*TASK REQUIREMENTS:* Write out each line of the entries below that holds the word "TransportInit".

*Records excerpted from a collection:*
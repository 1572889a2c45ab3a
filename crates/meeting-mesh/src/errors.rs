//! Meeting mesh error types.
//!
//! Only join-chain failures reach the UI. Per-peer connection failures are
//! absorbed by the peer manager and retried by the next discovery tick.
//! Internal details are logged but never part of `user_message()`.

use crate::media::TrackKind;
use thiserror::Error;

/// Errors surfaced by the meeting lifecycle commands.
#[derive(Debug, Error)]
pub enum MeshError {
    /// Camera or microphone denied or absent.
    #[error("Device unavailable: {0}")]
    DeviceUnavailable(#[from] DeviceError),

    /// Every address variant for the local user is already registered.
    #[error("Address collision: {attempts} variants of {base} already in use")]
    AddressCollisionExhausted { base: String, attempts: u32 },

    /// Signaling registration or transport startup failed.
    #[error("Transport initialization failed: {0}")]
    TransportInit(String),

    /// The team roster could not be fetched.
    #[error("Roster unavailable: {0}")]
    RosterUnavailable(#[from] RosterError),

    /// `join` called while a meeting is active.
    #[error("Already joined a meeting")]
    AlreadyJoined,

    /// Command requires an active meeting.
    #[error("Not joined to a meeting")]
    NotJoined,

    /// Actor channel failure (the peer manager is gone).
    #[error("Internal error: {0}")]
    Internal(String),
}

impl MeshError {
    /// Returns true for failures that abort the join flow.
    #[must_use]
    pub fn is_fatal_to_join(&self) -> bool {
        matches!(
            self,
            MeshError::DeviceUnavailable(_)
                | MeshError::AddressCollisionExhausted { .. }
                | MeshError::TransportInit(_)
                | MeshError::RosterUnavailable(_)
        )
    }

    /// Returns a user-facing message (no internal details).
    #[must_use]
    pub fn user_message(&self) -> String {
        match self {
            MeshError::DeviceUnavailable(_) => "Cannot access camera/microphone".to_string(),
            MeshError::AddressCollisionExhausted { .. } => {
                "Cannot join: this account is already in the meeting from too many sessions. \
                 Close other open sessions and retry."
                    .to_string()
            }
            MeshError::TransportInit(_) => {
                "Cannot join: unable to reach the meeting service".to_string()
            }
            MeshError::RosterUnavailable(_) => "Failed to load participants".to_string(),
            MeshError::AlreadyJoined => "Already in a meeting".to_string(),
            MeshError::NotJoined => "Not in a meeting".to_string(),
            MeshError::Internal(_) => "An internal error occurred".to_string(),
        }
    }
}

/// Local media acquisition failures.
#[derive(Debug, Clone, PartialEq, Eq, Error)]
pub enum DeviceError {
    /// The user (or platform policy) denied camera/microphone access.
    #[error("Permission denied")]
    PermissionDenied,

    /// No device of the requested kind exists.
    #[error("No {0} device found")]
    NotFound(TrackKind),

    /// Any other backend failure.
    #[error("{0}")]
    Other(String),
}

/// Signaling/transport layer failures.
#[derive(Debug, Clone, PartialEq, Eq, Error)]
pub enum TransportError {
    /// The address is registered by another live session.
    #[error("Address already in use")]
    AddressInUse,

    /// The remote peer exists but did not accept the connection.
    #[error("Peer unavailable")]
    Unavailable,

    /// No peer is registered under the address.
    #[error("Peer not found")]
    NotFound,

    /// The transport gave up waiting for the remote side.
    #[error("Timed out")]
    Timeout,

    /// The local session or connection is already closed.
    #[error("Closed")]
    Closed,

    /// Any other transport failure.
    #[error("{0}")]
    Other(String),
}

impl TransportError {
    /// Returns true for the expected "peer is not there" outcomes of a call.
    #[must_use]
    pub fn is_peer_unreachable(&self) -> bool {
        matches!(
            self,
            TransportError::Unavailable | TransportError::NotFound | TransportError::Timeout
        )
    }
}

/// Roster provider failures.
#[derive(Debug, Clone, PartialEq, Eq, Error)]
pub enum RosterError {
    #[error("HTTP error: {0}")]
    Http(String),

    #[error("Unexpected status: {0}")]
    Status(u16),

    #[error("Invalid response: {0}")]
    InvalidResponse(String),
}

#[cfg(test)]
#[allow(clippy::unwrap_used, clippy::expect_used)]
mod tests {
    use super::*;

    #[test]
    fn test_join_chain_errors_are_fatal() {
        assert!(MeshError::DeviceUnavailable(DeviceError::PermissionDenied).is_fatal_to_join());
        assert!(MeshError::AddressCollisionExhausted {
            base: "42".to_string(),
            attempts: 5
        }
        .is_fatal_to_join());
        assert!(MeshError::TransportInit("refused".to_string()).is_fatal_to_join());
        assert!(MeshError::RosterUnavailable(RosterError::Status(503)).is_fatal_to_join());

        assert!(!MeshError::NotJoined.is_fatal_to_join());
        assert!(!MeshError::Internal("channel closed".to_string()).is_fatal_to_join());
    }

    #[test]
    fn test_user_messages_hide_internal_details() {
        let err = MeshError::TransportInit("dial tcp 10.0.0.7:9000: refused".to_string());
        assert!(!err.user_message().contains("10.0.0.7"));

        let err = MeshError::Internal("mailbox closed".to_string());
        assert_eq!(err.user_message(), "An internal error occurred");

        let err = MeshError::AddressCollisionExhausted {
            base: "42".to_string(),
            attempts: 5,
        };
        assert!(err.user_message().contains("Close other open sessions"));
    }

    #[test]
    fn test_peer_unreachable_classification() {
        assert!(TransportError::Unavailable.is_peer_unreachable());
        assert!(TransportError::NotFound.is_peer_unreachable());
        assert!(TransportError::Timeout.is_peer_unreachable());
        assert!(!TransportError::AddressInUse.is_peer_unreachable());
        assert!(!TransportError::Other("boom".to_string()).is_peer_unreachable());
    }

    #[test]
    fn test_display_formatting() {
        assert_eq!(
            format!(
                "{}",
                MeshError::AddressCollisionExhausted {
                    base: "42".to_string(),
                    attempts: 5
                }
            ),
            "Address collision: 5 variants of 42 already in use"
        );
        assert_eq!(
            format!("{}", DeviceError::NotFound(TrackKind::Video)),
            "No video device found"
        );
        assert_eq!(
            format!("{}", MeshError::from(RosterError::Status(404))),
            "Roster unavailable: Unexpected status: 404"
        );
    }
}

*EXERCISE OUTPUT:*
    TransportInit(String),
                | MeshError::TransportInit(_)
            MeshError::TransportInit(_) => {
        assert!(MeshError::TransportInit("refused".to_string()).is_fatal_to_join());
        let err = MeshError::TransportInit("dial tcp 10.0.0.7:9000: refused".to_string());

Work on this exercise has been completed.